[Opening Source material section]
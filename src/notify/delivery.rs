//! Per-recipient card delivery and the run summary.
//!
//! A failed send is recorded against its recipient and the run moves on.

use serde::Serialize;

pub use crate::lark::im::CardSender;
use crate::notify::engine::MemberAlert;
use crate::notify::urgency::Urgency;

/// One recipient's line in the run summary.
#[derive(Debug, Clone, PartialEq, Eq, Serialize)]
pub struct DeliveryDetail {
    pub member: String,
    pub open_id: String,
    pub overdue: usize,
    pub today: usize,
    pub upcoming: usize,
    pub total: usize,
    pub sent: bool,
    #[serde(skip_serializing_if = "Option::is_none")]
    pub error: Option<String>,
}

impl DeliveryDetail {
    fn for_alert(alert: &MemberAlert, outcome: Result<(), String>) -> Self {
        let (sent, error) = match outcome {
            Ok(()) => (true, None),
            Err(reason) => (false, Some(reason)),
        };
        Self {
            member: alert.member.name.clone(),
            open_id: alert.member.open_id.clone(),
            overdue: alert.count(Urgency::Overdue),
            today: alert.count(Urgency::Today),
            upcoming: alert.upcoming(),
            total: alert.total(),
            sent,
            error,
        }
    }

    /// Summary line for a card that was built but not sent.
    pub fn pending(alert: &MemberAlert) -> Self {
        Self {
            sent: false,
            ..Self::for_alert(alert, Ok(()))
        }
    }
}

#[derive(Debug, Clone, Default, PartialEq, Eq, Serialize)]
pub struct NotifyRun {
    /// Successful sends.
    pub notified: usize,
    pub details: Vec<DeliveryDetail>,
}

/// Send each rendered card in turn. Never fails as a whole.
pub async fn deliver<'a, I>(sender: &dyn CardSender, cards: I) -> NotifyRun
where
    I: IntoIterator<Item = (&'a MemberAlert, serde_json::Value)>,
{
    let mut run = NotifyRun::default();
    for (alert, card) in cards {
        let outcome = match sender.send_card(&alert.member.open_id, &card).await {
            Ok(_) => {
                run.notified += 1;
                Ok(())
            }
            Err(e) => {
                let reason = e
                    .upstream_message()
                    .map(str::to_string)
                    .unwrap_or_else(|| e.to_string());
                tracing::warn!(
                    open_id = %alert.member.open_id,
                    member = %alert.member.name,
                    "card delivery failed: {reason}"
                );
                Err(reason)
            }
        };
        run.details.push(DeliveryDetail::for_alert(alert, outcome));
    }
    run
}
[Closing Source material section]
Action item = Could you give the number of lines in the entries that contain the string "error"? Only the number, please.

Output for this exercise = 3